A LETTER TO MY UNBORN DAUGHTER REGARDING PANERA
Dear Daughter / I am eating dinner at Panera by myself / I am embarrassed about that but I am having a fine experience / The last time I ate here I got really mad / I made us all get out of the car / I threw my shitty salad in the grass
There are mostly tourists here / there is also a blind girl / she is eating from a giant loaf of bread / there are crumbs all over her face / there is no way to tell her this
The girl next to me is talking to her childhood dog on the phone / yes / I think the dog is about to die / she is saying goodbye to it / such a good dog / its name is Valentine
Panera has these homing devices for delivering food / not buzzing plastic discs / this is a Global Positioning System that tracks you down and delivers you your shitty soup / A human delivers it / Someday you will experience the drudgery of this
No matter what anyone tells you / you have a choice to eat alone in a sticky booth covered in crumbs / plastic silverware covered in plastic wrap / there exists a utensil called a spork / invented for such uses as eating food similar enough to slop
My dear daughter / if I am to tell you anything important / it is that the world is full of shitty salads and shitty soups / strangers talking their dogs to death / Mark my words / I never want a single baby to witness any of this / If I could have it my way / I would walk backward / bring you to the end of the woods / sing you to life til the sun dies.
WOLVES IN THE TRIANGLE
For CA Conrad
The white concrete
a hatch a freight-
like a mouth
why am I always afraid?
The rooms and
people in them
there is only hidden
geometry there is
wolves in the triangle
I am so rarely alone.
CHANGE.ORG THE SKY
This is a petition to change the sky just at the edge where it meets the brick wall, at the exact moment I look up from my seat by the window.
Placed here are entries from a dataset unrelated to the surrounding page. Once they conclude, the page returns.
// threatpath-core/src/core/report.rs
// ============================================================================
// Module: ThreatPath Analysis and Forecast Artifacts
// Description: Path reports, current state, and predicted scenarios.
// Purpose: Model the typed outputs of the path analyzer and forecaster.
// Dependencies: crate::core::{identifiers, time}, serde
// ============================================================================

//! ## Overview
//! A `PathReport` is emitted per session by the path analyzer; a
//! `PredictionSummary` is emitted per session by the trajectory forecaster.
//! Both are immutable once emitted and join downstream stages by session id
//! only.

// ============================================================================
// SECTION: Imports
// ============================================================================

use std::collections::BTreeMap;
use std::fmt;

use serde::Deserialize;
use serde::Serialize;

use crate::core::identifiers::EventId;
use crate::core::identifiers::SessionId;
use crate::core::identifiers::TechniqueId;
use crate::core::time::Timestamp;

// ============================================================================
// SECTION: Business Risk
// ============================================================================

/// Business-facing risk classification for a path report.
///
/// # Invariants
/// - Variants are stable for serialization and ordered by severity.
#[derive(Debug, Clone, Copy, PartialEq, Eq, PartialOrd, Ord, Serialize, Deserialize)]
#[serde(rename_all = "snake_case")]
pub enum BusinessRiskLevel {
    /// Routine or baseline activity.
    Informational,
    /// Low-impact anomaly.
    Low,
    /// Meaningful anomaly or severe vulnerability exposure.
    Medium,
    /// High anomaly score or actively exploited vulnerability.
    High,
}

impl fmt::Display for BusinessRiskLevel {
    fn fmt(&self, f: &mut fmt::Formatter<'_>) -> fmt::Result {
        let label = match self {
            Self::Informational => "Informational",
            Self::Low => "Low",
            Self::Medium => "Medium",
            Self::High => "High",
        };
        f.write_str(label)
    }
}

// ============================================================================
// SECTION: Path Report
// ============================================================================

/// Next-phase estimate emitted with a path report.
#[derive(Debug, Clone, PartialEq, Serialize, Deserialize)]
pub struct PathPrediction {
    /// Kill-chain phase (or activity label) expected next.
    pub next_phase: String,
    /// Estimated branch probability in `[0, 1]`.
    pub probability: f64,
}

/// Per-session output of the path analyzer.
///
/// # Invariants
/// - `path_anomaly_score` is within `[0, 100]`.
/// - `observed_techniques` is order-preserving unique.
#[derive(Debug, Clone, PartialEq, Serialize, Deserialize)]
pub struct PathReport {
    /// Session this report was derived from.
    pub session_id: SessionId,
    /// Identifier of the first event in the session.
    pub root_cause_node: EventId,
    /// Distinct hosts touched by the session, in first-seen order.
    pub blast_radius: Vec<String>,
    /// Composite anomaly score in `[0, 100]`.
    pub path_anomaly_score: f64,
    /// Initial kill-chain next-phase estimate.
    pub prediction_vector: Vec<PathPrediction>,
    /// Human-readable vulnerability findings.
    pub vulnerability_summary: Vec<String>,
    /// Techniques observed, order-preserving unique.
    pub observed_techniques: Vec<TechniqueId>,
    /// CWE abstraction clusters (excluding unknowns).
    pub cwe_clusters: Vec<String>,
    /// Event counts grouped by event type.
    pub event_summary: BTreeMap<String, u64>,
    /// Analyst-facing narrative.
    pub tactical_narrative: String,
    /// Plain-language summary for non-technical readers.
    pub plain_language_summary: String,
    /// Business risk classification.
    pub business_risk_level: BusinessRiskLevel,
    /// Report generation timestamp.
    pub generated_at: Timestamp,
}

// ============================================================================
// SECTION: Current State
// ============================================================================

/// Observed adversary state feeding the trajectory forecaster.
#[derive(Debug, Clone, PartialEq, Serialize, Deserialize)]
pub struct CurrentState {
    /// Techniques observed so far, order-preserving unique.
    pub observed_techniques: Vec<TechniqueId>,
    /// Hosts in the blast radius.
    pub host_scope: Vec<String>,
    /// Observed CVE/CWE identifiers (uppercase canonical strings).
    pub observed_vulnerabilities: Vec<String>,
    /// Depth of the reconstructed attack graph.
    pub graph_depth: usize,
}

// ============================================================================
// SECTION: Predicted Scenarios
// ============================================================================

/// Scenario risk classification derived from the terminal technique.
///
/// # Invariants
/// - Variants are stable for serialization and ordered by severity.
#[derive(Debug, Clone, Copy, PartialEq, Eq, PartialOrd, Ord, Serialize, Deserialize)]
#[serde(rename_all = "snake_case")]
pub enum ScenarioRiskLevel {
    /// Default scenario severity.
    Medium,
    /// Credential theft or lateral movement terminal.
    High,
    /// Exfiltration or impact terminal.
    Critical,
}

impl fmt::Display for ScenarioRiskLevel {
    fn fmt(&self, f: &mut fmt::Formatter<'_>) -> fmt::Result {
        let label = match self {
            Self::Medium => "Medium",
            Self::High => "High",
            Self::Critical => "Critical",
        };
        f.write_str(label)
    }
}

/// Rank classification of a predicted scenario.
///
/// # Invariants
/// - Assigned by descending-probability rank: index 0 is `Primary`,
///   1-2 are `Secondary`, 3-4 are `Opportunistic`.
#[derive(Debug, Clone, Copy, PartialEq, Eq, Serialize, Deserialize)]
#[serde(rename_all = "snake_case")]
pub enum ScenarioType {
    /// Highest-probability scenario.
    Primary,
    /// Second and third ranked scenarios.
    Secondary,
    /// Remaining ranked scenarios.
    Opportunistic,
}

/// Reaction window for a predicted scenario, in seconds.
#[derive(Debug, Clone, Copy, PartialEq, Eq, Serialize, Deserialize)]
pub struct ReactionTimeWindow {
    /// Earliest expected progression, seconds from now.
    pub min_seconds: u64,
    /// Latest expected progression, seconds from now.
    pub max_seconds: u64,
}

/// Evidence lines explaining a predicted scenario.
#[derive(Debug, Clone, PartialEq, Eq, Serialize, Deserialize, Default)]
pub struct TrajectoryExplainability {
    /// Evidence supporting the projection.
    pub positive_evidence: Vec<String>,
    /// Evidence against the projection.
    pub negative_evidence: Vec<String>,
    /// Known uncertainty factors.
    pub uncertainty_factors: Vec<String>,
}

/// A single projected adversary trajectory.
///
/// # Invariants
/// - `probability` is within `[0, 1]`.
/// - `sequence` is non-empty and at most the traversal depth.
#[derive(Debug, Clone, PartialEq, Serialize, Deserialize)]
pub struct PredictedScenario {
    /// Projected technique sequence.
    pub sequence: Vec<TechniqueId>,
    /// Humanized rendering of the sequence.
    pub human_readable_sequence: String,
    /// Cumulative path probability in `[0, 1]`.
    pub probability: f64,
    /// Reaction window for the full sequence.
    pub reaction_time_window: ReactionTimeWindow,
    /// Humanized rendering of the reaction window.
    pub time_window_text: String,
    /// Evidence lines for the projection.
    pub explainability: TrajectoryExplainability,
    /// Severity classification from the terminal technique.
    pub risk_level: ScenarioRiskLevel,
    /// Rank classification after merging and sorting.
    pub scenario_type: ScenarioType,
}

// ============================================================================
// SECTION: Prediction Summary
// ============================================================================

/// Confidence component breakdown for a forecast.
#[derive(Debug, Clone, PartialEq, Serialize, Deserialize)]
pub struct EvidenceSummary {
    /// Vulnerability grounding contribution.
    pub grounding: f64,
    /// Maximum surviving path probability.
    pub max_path_prob: f64,
    /// KEV-derived confidence boost.
    pub kev_boost: f64,
}

/// Per-session output of the trajectory forecaster.
///
/// # Invariants
/// - `predicted_scenarios` holds at most five entries, sorted
///   non-increasing by probability.
/// - `aggregate_confidence` is within `[0, 1]`.
#[derive(Debug, Clone, PartialEq, Serialize, Deserialize)]
pub struct PredictionSummary {
    /// Session this forecast was derived from.
    pub session_id: SessionId,
    /// Observed adversary state the forecast was grounded on.
    pub current_state: CurrentState,
    /// Ranked projected scenarios.
    pub predicted_scenarios: Vec<PredictedScenario>,
    /// Analyst-facing narrative.
    pub mentor_narrative: String,
    /// Forecast model version label.
    pub model_version: String,
    /// Aggregate forecast confidence in `[0, 1]`.
    pub aggregate_confidence: f64,
    /// Confidence component breakdown.
    pub evidence_summary: EvidenceSummary,
    /// Reserved suppression explanation. Currently never populated.
    pub suppression_reason: Option<String>,
}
This is a petition to re-draw the branches and remove the wivvering flags from the flagpoles. This is a petition to recollect my memories and perform them in acts. I continue to have dreams about the people I’ve lost and that is both a blessing and a curse. This is a petition to illuminate only the blessing part of that. The part that is a chimney jutting into the clouds. The part that is a copper cock ablaze. The part of the long, silent walk home when your mind flattens the asphalt. This afternoon I am an astronaut. This afternoon I am a bell hitting another bell.